Devenu depuis quelques semaines l’un des principaux foyer de développement de la maladie, la capitale Antananarivo est de nouveau confinée depuis le 5 juillet. La région d'Analamanga, dont elle fait partie, était fermée à toute circulation jusqu'au 20 juillet.

Alors que le gouvernement attend le pic de l'épidémie pour la fin août, les hôpitaux d’Antananarivo sont déjà saturés. Les patients atteints de Covid-19 affluent et les lits commencent à manquer. "On ne reçoit plus que des cas graves", déclarait mardi Nasolotsiry Raveloson, le directeur de l'hôpital Andohatapenaka, spécialisé dans l'accueil des malades du coronavirus.

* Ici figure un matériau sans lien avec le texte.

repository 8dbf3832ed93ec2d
use axum::http::StatusCode;

/// Health check endpoint to verify API status
pub async fn health_check() -> (StatusCode, String) {
    (StatusCode::OK, "Healthy!".to_string())
}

Le ministre de la Santé désavoué 

L’urgence est telle que le ministre de la Santé, Ahmad Ahmad, a adressé lundi un appel à l’aide aux bailleurs de fonds internationaux. Dans une lettre, qui a fuité dans la presse, il demande 337 respirateurs, des bouteilles d'oxygène, plus de 2 millions de masques chirurgicaux, 697 000 paires de gants et 533 200 surblouses.

"L'épidémie de Covid-19 évolue ces dernières semaines selon un mode très critique à Madagascar, avec des flambées épidémiques importantes dans quelques régions, en particulier dans la ville d'Antananarivo", alerte cette lettre. Un message immédiatement démenti par la présidence malgache, qui a désavoué le courrier de son ministre, se disant "consterné" de l'appel à l'aide internationale.

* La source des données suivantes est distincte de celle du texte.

impl GameState {
    pub fn new() -> Self {
        Self::at(Board::default(), 0, 1)
    }

    pub fn from_position(position: &str) -> Result<Self, ChessServiceError> {
        let board = Board::from_str(position)
            .map_err(|e| ChessServiceError::InvalidPosition(format!("Invalid FEN: {}", e)))?;

        let mut counters = position.split_whitespace().skip(4);
        let halfmove_clock = counters.next().and_then(|f| f.parse().ok()).unwrap_or(0);
        let fullmove_number = counters.next().and_then(|f| f.parse().ok()).unwrap_or(1);

        Ok(Self::at(board, halfmove_clock, fullmove_number))
    }

    /// Rebuilds the state of a game from the standard start and its move history.
    pub fn replay(history: &[MoveRecord]) -> Result<Self, ChessServiceError> {
        Self::replay_from(INITIAL_POSITION, history)
    }

    pub fn replay_from(position: &str, history: &[MoveRecord]) -> Result<Self, ChessServiceError> {
        let mut state = Self::from_position(position)?;
        for mv in history {
            state.apply(mv)?;
        }
        Ok(state)
    }

    fn at(board: Board, halfmove_clock: u32, fullmove_number: u32) -> Self {
        let mut repetitions = HashMap::new();
        repetitions.insert(board.get_hash(), 1);
        GameState {
            board,
            halfmove_clock,
            fullmove_number,
            repetitions,
        }
    }

    /// FEN of the current position, with real move counters.
    pub fn position(&self) -> String {
        let fen = self.board.to_string();
        let fields: Vec<&str> = fen.split_whitespace().take(4).collect();
        format!(
            "{} {} {}",
            fields.join(" "),
            self.halfmove_clock,
            self.fullmove_number
        )
    }

    /// Zobrist hash of the position, independent of move counters.
    pub fn hash(&self) -> u64 {
        self.board.get_hash()
    }

    pub fn side_to_move(&self) -> Color {
        self.board.side_to_move().into()
    }

    pub fn halfmove_clock(&self) -> u32 {
        self.halfmove_clock
    }

    pub fn color_on(&self, square: &str) -> Result<Option<Color>, ChessServiceError> {
        let square = parse_square(square)?;
        Ok(self.board.color_on(square).map(Color::from))
    }

    /// True when moving from `from` to `to` is a legal pawn promotion that
    /// still needs the piece to be chosen.
    pub fn requires_promotion(&self, from: &str, to: &str) -> Result<bool, ChessServiceError> {
        let source = parse_square(from)?;
        let dest = parse_square(to)?;

        if self.board.piece_on(source) != Some(Piece::Pawn) {
            return Ok(false);
        }
        let last_rank = match self.board.side_to_move() {
            chess::Color::White => Rank::Eighth,
            chess::Color::Black => Rank::First,
        };
        if dest.get_rank() != last_rank {
            return Ok(false);
        }

        Ok(self
            .board
            .legal(ChessMove::new(source, dest, Some(Piece::Queen))))
    }

    /// Legal moves for the side to move, optionally only those leaving `from`.
    pub fn legal_moves(&self, from: Option<&str>) -> Result<Vec<MoveRecord>, ChessServiceError> {
        let source = from.map(parse_square).transpose()?;

        Ok(MoveGen::new_legal(&self.board)
            .filter(|m| source.map_or(true, |s| m.get_source() == s))
            .map(to_record)
            .collect())
    }

    pub fn is_legal(&self, mv: &MoveRecord) -> bool {
        to_chess_move(mv).is_ok_and(|m| self.board.legal(m))
    }

    pub fn apply(&mut self, mv: &MoveRecord) -> Result<(), ChessServiceError> {
        if let Some(reason) = self.end_reason() {
            return Err(ChessServiceError::GameOver(format!(
                "no moves after {:?}",
                reason
            )));
        }

        let chess_move = to_chess_move(mv)?;
        if !self.board.legal(chess_move) {
            return Err(ChessServiceError::IllegalMove(mv.to_string()));
        }

        let irreversible = self.board.piece_on(chess_move.get_source()) == Some(Piece::Pawn)
            || self.board.piece_on(chess_move.get_dest()).is_some();
        if irreversible {
            self.halfmove_clock = 0;
        } else {
            self.halfmove_clock += 1;
        }
        if self.board.side_to_move() == chess::Color::Black {
            self.fullmove_number += 1;
        }

        self.board = self.board.make_move_new(chess_move);
        *self.repetitions.entry(self.board.get_hash()).or_insert(0) += 1;

        Ok(())
    }

    /// Why the game is over, if it is.
    ///
    /// Checked in order: checkmate, stalemate, insufficient material,
    /// threefold repetition, the fifty-move rule.
    pub fn end_reason(&self) -> Option<EndReason> {
        match self.board.status() {
            BoardStatus::Checkmate => return Some(EndReason::Checkmate),
            BoardStatus::Stalemate => return Some(EndReason::Stalemate),
            BoardStatus::Ongoing => {}
        }

        if self.has_insufficient_material() {
            Some(EndReason::InsufficientMaterial)
        } else if self.repetitions.get(&self.hash()).copied().unwrap_or(0) >= REPETITION_LIMIT {
            Some(EndReason::Repetition)
        } else if self.halfmove_clock >= MOVE_RULE_HALFMOVES {
            Some(EndReason::MoveRule)
        } else {
            None
        }
    }

    /// The result of the game when it is over; the side to move is the one
    /// that cannot continue.
    pub fn outcome(&self) -> Option<GameOutcome> {
        self.end_reason()
            .map(|reason| GameOutcome::against(self.side_to_move(), reason))
    }

    pub fn is_game_over(&self) -> bool {
        self.end_reason().is_some()
    }

    fn has_insufficient_material(&self) -> bool {
        let board = &self.board;
        let mating_material = *board.pieces(Piece::Pawn)
            | *board.pieces(Piece::Rook)
            | *board.pieces(Piece::Queen);
        if mating_material.popcnt() > 0 {
            return false;
        }

        let knights = board.pieces(Piece::Knight).popcnt();
        let bishops = *board.pieces(Piece::Bishop);
        match (knights, bishops.popcnt()) {
            (0, 0) | (1, 0) | (0, 1) => true,
            (0, _) => same_square_color(bishops),
            _ => false,
        }
    }
}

L'appel du ministre de la Santé "est une initiative personnelle", prise "sans concertation" avec le gouvernement ou le président, a tenu à souligner l'exécutif malgache.

Tisane anti-Covid sans respect des gestes barrières

Tandis que les autorités attribuent la hausse des cas notamment "à l'augmentation de la capacité de dépistage", le président malgache continue de faire distribuer à sa population une tisane à base de plantes, mis au point par l'Institut Malgache de Recherches Appliquées (IMRA) et baptisée Covid-Organics.

Cette décoction d'inspiration traditionnelle est composé de près de deux tiers (62 %) d'Artemisia et de deux autres plantes, expliquait en mai à RFI le professeur Herintsoa Rafatro, chef de laboratoire à l'IMRA. Mais l'institut refuse de révéler sa composition exacte, tant que le remède n'a pas été breveté.

Le président malgache qui dit l'utiliser personnellement, promet qu’il s’agit d’un remède miracle, assurant à sa population qu'elle protège et soigne le coronavirus, bien que les éventuels bienfaits de cette tisane n'aient à ce jour été validés par aucune étude scientifique internationale.

L'Union africaine, la Communauté économique des États de l'Afrique de l'Ouest (Cédéao) et l'OMS ont quant à eux émis des doutes quant à l'efficacité de cette décoction exportée par Madagascar dans une dizaine d'autres pays africains.

Pour le directeur général des fournitures de soins au ministère de la Santé, Zely Arivelo Andriamanantany, qui s’exprimait mardi lors d'une intervention à la télévision malgache : "il y a deux facteurs qui ont contribué à la propagation de cette maladie [dans le pays]".  "Premièrement, on a eu le CVO [Covid Organics], les gens ont pris le CVO, puis ils n'ont pas respecté les gestes barrières. Et deuxièmement, le CVO est une protection de deux à trois semaines", a-t-il déclaré, défendant lui aussi les prétendues vertus immunitaires de la tisane.

Dans sa liste de matériel pour faire face à la pandémie à Madagascar, le ministre de la Santé désavoué par Andry Rajoelina mentionnait aussi le besoin de médicaments, entre autres, 328 000 comprimés d'hydroxychloroquine, traitement recommandé par certains contre le Covid-19, mais dont l’efficacité n’a pas non plus été prouvée à ce jour.